Nowlan’s rawness and honesty is universal.
“He had this way. He was unafraid to appear vulnerable,” says Bartlett. “He writes with a lot of different masks and personas that exaggerate parts of his character. But he’s not afraid to reveal his vulnerability, his fears and nightmares.”
He points to two Nowlan poems, about his conception and birth: “Beginning,” written early in his career, and “It’s Good To Be Here,” which came years later.
“Wow, it’s a powerful poem,” he says. “Alden is reflecting back on the troubled time. His mother was very young and they were very poor in rural Nova Scotia. The discovery of the pregnancy is a distraught scene of shock and profound worry and anger ... But obviously something wonderful came out of that … The title adds something to the poem that’s not in the poem itself.”
Yet in that universal experience is a sense of place that makes Nowlan’s work unique, and particularly special for Atlantic Canadians.
“This place shaped him,” Bartlett says. “He was aware the word regional could be used pejoratively but he saw it as a descriptive word. He saw parallels to Thomas Hardy, who he identified with and who also wrote from his cultural background … There are poems where he speaks more as a cosmopolitan or a Canadian, but most of his work is about what it’s like to be a Maritimer in the ’30s and ’40s, and into later decades. Nowlan’s poetry is full of place, the Atlantic Ocean … He was born in the worst year of the Depression. Grew up in poverty, with no running water, surviving on potatoes and molasses. That scar from the Depression remained with him. He remained self-conscious about his background in that way, satirical about the bourgeoise.”

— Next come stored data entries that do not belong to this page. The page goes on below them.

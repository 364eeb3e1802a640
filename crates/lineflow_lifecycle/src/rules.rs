//! The transition table.
//!
//! Every move the pipeline knows about is one or more rows here, keyed by
//! move kind and source phase. The dispatcher in [`crate::machine`] is the
//! only consumer.

use crate::actor::roles;
use crate::motive::ScrapMotive;
use crate::phase::{Phase, HAPPY_PATH};
use serde::{Deserialize, Serialize};

/// Every kind of move an item can make.
#[derive(Debug, Clone, Copy, PartialEq, Eq, Hash, Serialize, Deserialize)]
#[serde(rename_all = "snake_case")]
pub enum MoveKind {
    Register,
    Advance,
    SetPhase,
    Pack,
    SendToScrap,
    ReleaseFromScrap,
    SendToRepair,
    Diagnose,
    DiagnoseForRepair,
    RepairSucceeded,
    RepairFailed,
    ScrapOutput,
    Ship,
}

impl MoveKind {
    /// Verb phrase used in error messages.
    pub fn action(&self) -> &'static str {
        match self {
            Self::Register => "register",
            Self::Advance => "advance",
            Self::SetPhase => "set the phase of",
            Self::Pack => "pack",
            Self::SendToScrap => "scrap",
            Self::ReleaseFromScrap => "release from scrap",
            Self::SendToRepair => "send to repair",
            Self::Diagnose => "diagnose",
            Self::DiagnoseForRepair => "diagnose for repair",
            Self::RepairSucceeded => "close a successful repair on",
            Self::RepairFailed => "close a failed repair on",
            Self::ScrapOutput => "ship scrap for",
            Self::Ship => "ship",
        }
    }
}

/// Where a rule leaves the item.
#[derive(Debug, Clone, Copy, PartialEq, Eq)]
pub enum Target {
    Fixed(Phase),
    /// Phase chosen by the caller, constrained to the happy path.
    Requested,
    /// Phase does not change.
    Stay,
}

/// Extra condition on the source item beyond its phase.
#[derive(Debug, Clone, Copy, PartialEq, Eq)]
pub enum Guard {
    None,
    ScrapMotive(ScrapMotive),
}

/// Fields a request must carry for a rule to apply.
#[derive(Debug, Clone, Copy, PartialEq, Eq)]
pub enum Field {
    /// A recognizable scrap motive.
    Motive,
    /// A valid diagnosis code when the motive is electronic.
    MotiveDiagnosis,
    /// A requested target on the happy path.
    HappyPathTarget,
    /// At least one valid diagnosis code.
    DiagnosisCodes,
    /// A responsible technician.
    Technician,
    /// At least one valid repair code.
    RepairCodes,
    /// At least one scrap-tier repair code.
    ScrapTierCode,
    /// The item already carries a scrap motive.
    RecordedMotive,
}

/// One row of the table.
#[derive(Debug)]
pub struct Rule {
    pub kind: MoveKind,
    pub sources: &'static [Phase],
    pub guard: Guard,
    pub target: Target,
    pub roles: &'static [&'static str],
    pub required: &'static [Field],
}

const WORK_PHASES: &[Phase] = &[Phase::TestInicial, Phase::Ensamble, Phase::Retest];
const DIAGNOSIS_PHASES: &[Phase] = &[
    Phase::TestInicial,
    Phase::Ensamble,
    Phase::Retest,
    Phase::Reparacion,
];
const PACKABLE: &[Phase] = &[
    Phase::Registro,
    Phase::TestInicial,
    Phase::Ensamble,
    Phase::Retest,
];

pub static RULES: &[Rule] = &[
    Rule {
        kind: MoveKind::Register,
        sources: &[],
        guard: Guard::None,
        target: Target::Fixed(Phase::Registro),
        roles: roles::REGISTER,
        required: &[],
    },
    Rule {
        kind: MoveKind::Advance,
        sources: &[Phase::Registro],
        guard: Guard::None,
        target: Target::Fixed(Phase::TestInicial),
        roles: roles::ADVANCE_TO_TEST_INICIAL,
        required: &[],
    },
    Rule {
        kind: MoveKind::Advance,
        sources: &[Phase::TestInicial],
        guard: Guard::None,
        target: Target::Fixed(Phase::Ensamble),
        roles: roles::ADVANCE_TO_ENSAMBLE,
        required: &[],
    },
    Rule {
        kind: MoveKind::Advance,
        sources: &[Phase::Ensamble],
        guard: Guard::None,
        target: Target::Fixed(Phase::Retest),
        roles: roles::ADVANCE_TO_RETEST,
        required: &[],
    },
    Rule {
        kind: MoveKind::Advance,
        sources: &[Phase::Retest],
        guard: Guard::None,
        target: Target::Fixed(Phase::Empaque),
        roles: roles::ADVANCE_TO_EMPAQUE,
        required: &[],
    },
    Rule {
        kind: MoveKind::SetPhase,
        sources: &HAPPY_PATH,
        guard: Guard::None,
        target: Target::Requested,
        roles: roles::SET_PHASE,
        required: &[Field::HappyPathTarget],
    },
    Rule {
        kind: MoveKind::Pack,
        sources: PACKABLE,
        guard: Guard::None,
        target: Target::Fixed(Phase::Empaque),
        roles: roles::PACK,
        required: &[],
    },
    Rule {
        kind: MoveKind::SendToScrap,
        sources: WORK_PHASES,
        guard: Guard::None,
        target: Target::Fixed(Phase::Scrap),
        roles: roles::SCRAP,
        required: &[Field::Motive, Field::MotiveDiagnosis],
    },
    Rule {
        kind: MoveKind::ReleaseFromScrap,
        sources: &[Phase::Scrap],
        guard: Guard::None,
        target: Target::Requested,
        roles: roles::RELEASE,
        required: &[Field::HappyPathTarget],
    },
    Rule {
        kind: MoveKind::SendToRepair,
        sources: WORK_PHASES,
        guard: Guard::None,
        target: Target::Fixed(Phase::Reparacion),
        roles: roles::REPAIR,
        required: &[],
    },
    Rule {
        kind: MoveKind::SendToRepair,
        sources: &[Phase::Scrap],
        guard: Guard::ScrapMotive(ScrapMotive::FueraDeRango),
        target: Target::Fixed(Phase::Reparacion),
        roles: roles::REPAIR,
        required: &[],
    },
    Rule {
        kind: MoveKind::Diagnose,
        sources: DIAGNOSIS_PHASES,
        guard: Guard::None,
        target: Target::Stay,
        roles: roles::REPAIR,
        required: &[Field::DiagnosisCodes],
    },
    Rule {
        kind: MoveKind::DiagnoseForRepair,
        sources: DIAGNOSIS_PHASES,
        guard: Guard::None,
        target: Target::Fixed(Phase::Reparacion),
        roles: roles::REPAIR,
        required: &[Field::DiagnosisCodes, Field::Technician],
    },
    Rule {
        kind: MoveKind::RepairSucceeded,
        sources: &[Phase::Reparacion],
        guard: Guard::None,
        target: Target::Fixed(Phase::Ensamble),
        roles: roles::REPAIR,
        required: &[Field::Technician, Field::RepairCodes],
    },
    Rule {
        kind: MoveKind::RepairFailed,
        sources: &[Phase::Reparacion],
        guard: Guard::None,
        target: Target::Fixed(Phase::Scrap),
        roles: roles::REPAIR,
        required: &[Field::Technician, Field::RepairCodes, Field::ScrapTierCode],
    },
    Rule {
        kind: MoveKind::ScrapOutput,
        sources: &[Phase::Scrap],
        guard: Guard::None,
        target: Target::Stay,
        roles: roles::SCRAP_OUTPUT,
        required: &[Field::RecordedMotive],
    },
    Rule {
        kind: MoveKind::Ship,
        sources: &[Phase::Empaque],
        guard: Guard::None,
        target: Target::Stay,
        roles: roles::SHIP,
        required: &[],
    },
];

/// Find the rule for `kind` whose sources and guard admit the item.
pub fn find_rule(kind: MoveKind, from: Phase, motive: Option<ScrapMotive>) -> Option<&'static Rule> {
    RULES.iter().find(|rule| {
        rule.kind == kind
            && rule.sources.contains(&from)
            && match rule.guard {
                Guard::None => true,
                Guard::ScrapMotive(required) => motive == Some(required),
            }
    })
}

/// The rule for a move with no source item.
pub fn entry_rule(kind: MoveKind) -> Option<&'static Rule> {
    RULES.iter().find(|rule| rule.kind == kind && rule.sources.is_empty())
}

/// Every phase the table lets `kind` start from.
pub fn allowed_sources(kind: MoveKind) -> Vec<Phase> {
    let mut phases: Vec<Phase> = RULES
        .iter()
        .filter(|r| r.kind == kind)
        .flat_map(|r| r.sources.iter().copied())
        .collect();
    phases.sort();
    phases.dedup();
    phases
}

#[cfg(test)]
mod tests {
    use super::*;

    #[test]
    fn test_every_advance_row_moves_one_step() {
        for rule in RULES.iter().filter(|r| r.kind == MoveKind::Advance) {
            let [source] = rule.sources else {
                panic!("advance rows have a single source");
            };
            assert_eq!(rule.target, Target::Fixed(source.next().unwrap()));
        }
    }

    #[test]
    fn test_scrap_to_repair_requires_out_of_range_motive() {
        assert!(find_rule(MoveKind::SendToRepair, Phase::Scrap, Some(ScrapMotive::FueraDeRango)).is_some());
        assert!(find_rule(MoveKind::SendToRepair, Phase::Scrap, Some(ScrapMotive::Cosmetica)).is_none());
        assert!(find_rule(MoveKind::SendToRepair, Phase::Scrap, None).is_none());
    }

    #[test]
    fn test_empaque_is_not_an_advance_source() {
        assert!(find_rule(MoveKind::Advance, Phase::Empaque, None).is_none());
        assert!(!allowed_sources(MoveKind::Advance).contains(&Phase::Empaque));
    }

    #[test]
    fn test_release_only_from_scrap() {
        assert_eq!(allowed_sources(MoveKind::ReleaseFromScrap), vec![Phase::Scrap]);
    }

    #[test]
    fn test_register_is_an_entry_rule() {
        assert!(entry_rule(MoveKind::Register).is_some());
        assert!(entry_rule(MoveKind::Advance).is_none());
    }
}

If you’re exploring Nowlan for the first time, or rediscovering after many years, there’s no bad place to start, adds LaTourneau, who recommends the comprehensive Collected Poems.
“It is a treasure trove. You can jump in anywhere. I do like ‘The Bull Moose,’” he says. “It humanizes the awe of the creature through the voices of the poem. It speaks to the very remarkable things that happen in everyday life.”
Johnston, whose music streams at petejohnstonmusic.com, is happy to evangelize for Nowlan.
“We’ve just not celebrated this man enough,” he says. “I’ve seen firsthand how his works touch people. We just seem to celebrate the stuff that’s kind of touristy. Work like his is harder to wrap your head around. It’s not designed to engage a mass audience. It’s specific and regional. We really need to celebrate what we got … It’s developed into a bit of an activist element for me … Living in Ontario, it’s great to introduce people to Alden Nowlan.”
He’s also discovered an ongoing, growing, community of Nowlan fans.
“He’s both artful and accessible to the common person,” he says. “We were playing in Baxters Harbour (on Nova Scotia’s Fundy shore) and a guy drove all the way from Saint John (N.B.) to hear us, like five hours. He always has a Nowlan collection in his glove compartment and he sat there leafing through his book, following along.”